Task instructions — Gather all lines in the data that hold the string "None".
··· Provided information ···
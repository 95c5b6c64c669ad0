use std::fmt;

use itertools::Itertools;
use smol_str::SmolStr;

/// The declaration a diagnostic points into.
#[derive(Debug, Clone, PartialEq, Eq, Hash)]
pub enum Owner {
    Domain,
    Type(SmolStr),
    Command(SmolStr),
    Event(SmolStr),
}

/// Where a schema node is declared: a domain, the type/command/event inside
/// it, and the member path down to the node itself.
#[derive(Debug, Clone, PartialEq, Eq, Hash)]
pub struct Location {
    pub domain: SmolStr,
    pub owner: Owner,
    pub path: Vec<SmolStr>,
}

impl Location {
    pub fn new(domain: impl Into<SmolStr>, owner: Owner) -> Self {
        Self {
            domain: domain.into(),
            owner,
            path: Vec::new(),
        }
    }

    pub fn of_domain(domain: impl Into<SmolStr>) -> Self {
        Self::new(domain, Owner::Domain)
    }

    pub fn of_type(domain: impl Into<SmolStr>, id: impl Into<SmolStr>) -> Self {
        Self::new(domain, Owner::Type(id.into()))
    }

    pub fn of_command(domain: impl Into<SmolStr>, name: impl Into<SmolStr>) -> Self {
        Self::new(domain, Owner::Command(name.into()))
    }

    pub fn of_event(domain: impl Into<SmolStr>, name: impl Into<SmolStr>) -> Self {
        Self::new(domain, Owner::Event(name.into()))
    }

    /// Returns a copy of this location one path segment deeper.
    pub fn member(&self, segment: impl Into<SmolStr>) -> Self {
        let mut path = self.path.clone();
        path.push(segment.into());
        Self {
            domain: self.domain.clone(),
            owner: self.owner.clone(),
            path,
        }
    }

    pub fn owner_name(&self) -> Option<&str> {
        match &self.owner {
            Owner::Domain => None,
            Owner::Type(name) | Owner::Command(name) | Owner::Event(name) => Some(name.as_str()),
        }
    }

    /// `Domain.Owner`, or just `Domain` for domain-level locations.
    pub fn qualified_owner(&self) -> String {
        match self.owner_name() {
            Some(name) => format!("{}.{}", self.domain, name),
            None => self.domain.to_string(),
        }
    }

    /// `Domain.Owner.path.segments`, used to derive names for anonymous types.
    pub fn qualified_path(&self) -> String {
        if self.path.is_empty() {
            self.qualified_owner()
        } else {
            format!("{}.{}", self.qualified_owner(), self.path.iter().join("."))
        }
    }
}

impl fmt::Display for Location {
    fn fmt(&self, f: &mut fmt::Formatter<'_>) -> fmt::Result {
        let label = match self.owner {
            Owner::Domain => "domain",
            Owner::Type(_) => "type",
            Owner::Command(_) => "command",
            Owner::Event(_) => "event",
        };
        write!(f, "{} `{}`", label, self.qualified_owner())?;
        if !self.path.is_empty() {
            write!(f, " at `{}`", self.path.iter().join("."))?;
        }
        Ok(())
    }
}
···
··· Provided information ···
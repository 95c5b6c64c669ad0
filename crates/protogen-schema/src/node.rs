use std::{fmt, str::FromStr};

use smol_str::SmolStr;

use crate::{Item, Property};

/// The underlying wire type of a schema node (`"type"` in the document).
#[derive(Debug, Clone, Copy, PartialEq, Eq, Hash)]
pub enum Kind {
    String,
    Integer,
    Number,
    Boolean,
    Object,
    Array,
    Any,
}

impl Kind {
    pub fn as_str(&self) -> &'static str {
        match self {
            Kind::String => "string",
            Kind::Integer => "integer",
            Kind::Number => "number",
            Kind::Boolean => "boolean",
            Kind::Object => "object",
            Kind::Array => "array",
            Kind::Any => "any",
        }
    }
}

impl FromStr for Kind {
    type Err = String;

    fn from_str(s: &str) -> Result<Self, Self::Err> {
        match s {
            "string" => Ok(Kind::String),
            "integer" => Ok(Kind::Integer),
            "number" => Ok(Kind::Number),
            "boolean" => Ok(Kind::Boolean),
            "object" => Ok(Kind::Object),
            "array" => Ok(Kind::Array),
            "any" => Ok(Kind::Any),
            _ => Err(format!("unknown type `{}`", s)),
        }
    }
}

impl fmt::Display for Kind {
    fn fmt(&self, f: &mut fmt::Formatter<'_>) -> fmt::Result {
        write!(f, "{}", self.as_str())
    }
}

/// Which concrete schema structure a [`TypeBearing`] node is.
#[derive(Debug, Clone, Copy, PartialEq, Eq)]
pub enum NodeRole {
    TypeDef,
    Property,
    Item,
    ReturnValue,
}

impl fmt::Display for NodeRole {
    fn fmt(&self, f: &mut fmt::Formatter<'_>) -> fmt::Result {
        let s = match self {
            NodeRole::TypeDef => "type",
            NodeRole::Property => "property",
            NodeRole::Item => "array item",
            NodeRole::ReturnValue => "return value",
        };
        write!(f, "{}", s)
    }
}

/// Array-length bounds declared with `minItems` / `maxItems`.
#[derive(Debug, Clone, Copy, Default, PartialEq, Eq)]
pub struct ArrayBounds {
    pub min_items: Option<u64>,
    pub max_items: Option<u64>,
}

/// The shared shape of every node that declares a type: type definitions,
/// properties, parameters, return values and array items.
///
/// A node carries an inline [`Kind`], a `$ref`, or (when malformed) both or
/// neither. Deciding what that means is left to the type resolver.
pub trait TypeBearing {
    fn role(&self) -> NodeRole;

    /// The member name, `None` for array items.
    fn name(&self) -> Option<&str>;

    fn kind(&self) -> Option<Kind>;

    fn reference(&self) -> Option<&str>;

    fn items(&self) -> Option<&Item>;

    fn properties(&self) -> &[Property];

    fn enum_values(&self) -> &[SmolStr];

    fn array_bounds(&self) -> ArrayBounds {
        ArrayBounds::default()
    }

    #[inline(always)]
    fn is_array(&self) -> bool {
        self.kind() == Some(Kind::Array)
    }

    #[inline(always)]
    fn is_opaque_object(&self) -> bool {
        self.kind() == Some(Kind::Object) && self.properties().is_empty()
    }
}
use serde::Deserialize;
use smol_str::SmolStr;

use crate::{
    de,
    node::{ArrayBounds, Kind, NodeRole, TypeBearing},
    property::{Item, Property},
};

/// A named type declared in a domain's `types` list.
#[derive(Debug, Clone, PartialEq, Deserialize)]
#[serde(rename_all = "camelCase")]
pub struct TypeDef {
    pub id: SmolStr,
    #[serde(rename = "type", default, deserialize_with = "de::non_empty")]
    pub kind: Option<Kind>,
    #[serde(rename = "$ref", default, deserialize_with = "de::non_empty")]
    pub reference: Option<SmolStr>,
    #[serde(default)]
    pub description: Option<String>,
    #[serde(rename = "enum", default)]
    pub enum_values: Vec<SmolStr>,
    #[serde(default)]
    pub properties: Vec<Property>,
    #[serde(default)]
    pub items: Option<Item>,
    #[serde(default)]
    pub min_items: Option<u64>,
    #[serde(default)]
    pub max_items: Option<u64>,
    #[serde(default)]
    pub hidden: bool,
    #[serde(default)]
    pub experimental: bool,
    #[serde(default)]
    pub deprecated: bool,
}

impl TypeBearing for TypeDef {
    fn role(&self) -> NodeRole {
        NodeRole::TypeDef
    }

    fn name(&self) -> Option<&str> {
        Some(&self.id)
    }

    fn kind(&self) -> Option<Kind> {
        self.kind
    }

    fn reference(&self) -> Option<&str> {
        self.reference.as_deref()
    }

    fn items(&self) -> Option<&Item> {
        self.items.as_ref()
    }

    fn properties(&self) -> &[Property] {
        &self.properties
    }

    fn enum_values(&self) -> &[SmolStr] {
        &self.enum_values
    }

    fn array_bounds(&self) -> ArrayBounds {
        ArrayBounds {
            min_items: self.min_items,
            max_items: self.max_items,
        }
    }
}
···
··· Provided information ···
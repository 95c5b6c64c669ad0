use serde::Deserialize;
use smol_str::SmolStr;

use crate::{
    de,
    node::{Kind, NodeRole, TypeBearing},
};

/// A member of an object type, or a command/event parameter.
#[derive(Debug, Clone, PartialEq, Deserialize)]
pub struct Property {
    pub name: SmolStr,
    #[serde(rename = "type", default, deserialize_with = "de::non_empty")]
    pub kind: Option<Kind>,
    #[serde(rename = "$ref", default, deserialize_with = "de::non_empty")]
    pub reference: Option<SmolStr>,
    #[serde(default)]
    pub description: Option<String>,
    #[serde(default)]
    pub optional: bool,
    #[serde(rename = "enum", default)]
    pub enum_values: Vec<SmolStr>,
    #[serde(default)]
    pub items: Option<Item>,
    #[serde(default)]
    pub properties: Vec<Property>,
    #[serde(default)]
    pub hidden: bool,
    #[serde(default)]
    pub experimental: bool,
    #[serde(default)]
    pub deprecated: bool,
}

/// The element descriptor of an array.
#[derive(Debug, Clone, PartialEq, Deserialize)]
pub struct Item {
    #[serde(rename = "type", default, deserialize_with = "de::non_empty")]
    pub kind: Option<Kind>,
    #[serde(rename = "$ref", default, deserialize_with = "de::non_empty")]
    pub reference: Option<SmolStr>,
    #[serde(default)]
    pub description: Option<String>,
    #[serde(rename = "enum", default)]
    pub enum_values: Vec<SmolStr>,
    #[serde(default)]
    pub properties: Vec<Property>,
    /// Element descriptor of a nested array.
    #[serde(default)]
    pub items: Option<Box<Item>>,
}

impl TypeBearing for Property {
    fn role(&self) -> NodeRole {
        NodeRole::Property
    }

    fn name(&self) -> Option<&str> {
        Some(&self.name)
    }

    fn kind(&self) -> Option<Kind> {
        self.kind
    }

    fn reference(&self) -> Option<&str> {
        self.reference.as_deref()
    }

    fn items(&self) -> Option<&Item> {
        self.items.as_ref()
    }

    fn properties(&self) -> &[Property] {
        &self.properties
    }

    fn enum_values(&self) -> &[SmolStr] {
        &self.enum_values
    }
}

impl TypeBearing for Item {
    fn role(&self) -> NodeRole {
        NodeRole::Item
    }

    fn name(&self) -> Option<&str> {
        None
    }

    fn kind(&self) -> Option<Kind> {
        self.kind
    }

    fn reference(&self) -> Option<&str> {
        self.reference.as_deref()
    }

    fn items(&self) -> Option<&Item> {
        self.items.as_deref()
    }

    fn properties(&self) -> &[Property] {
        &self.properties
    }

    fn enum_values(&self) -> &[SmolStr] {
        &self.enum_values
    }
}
···
Solution for this task —
            Owner::Domain => None,
            None => self.domain.to_string(),
    /// The member name, `None` for array items.
        None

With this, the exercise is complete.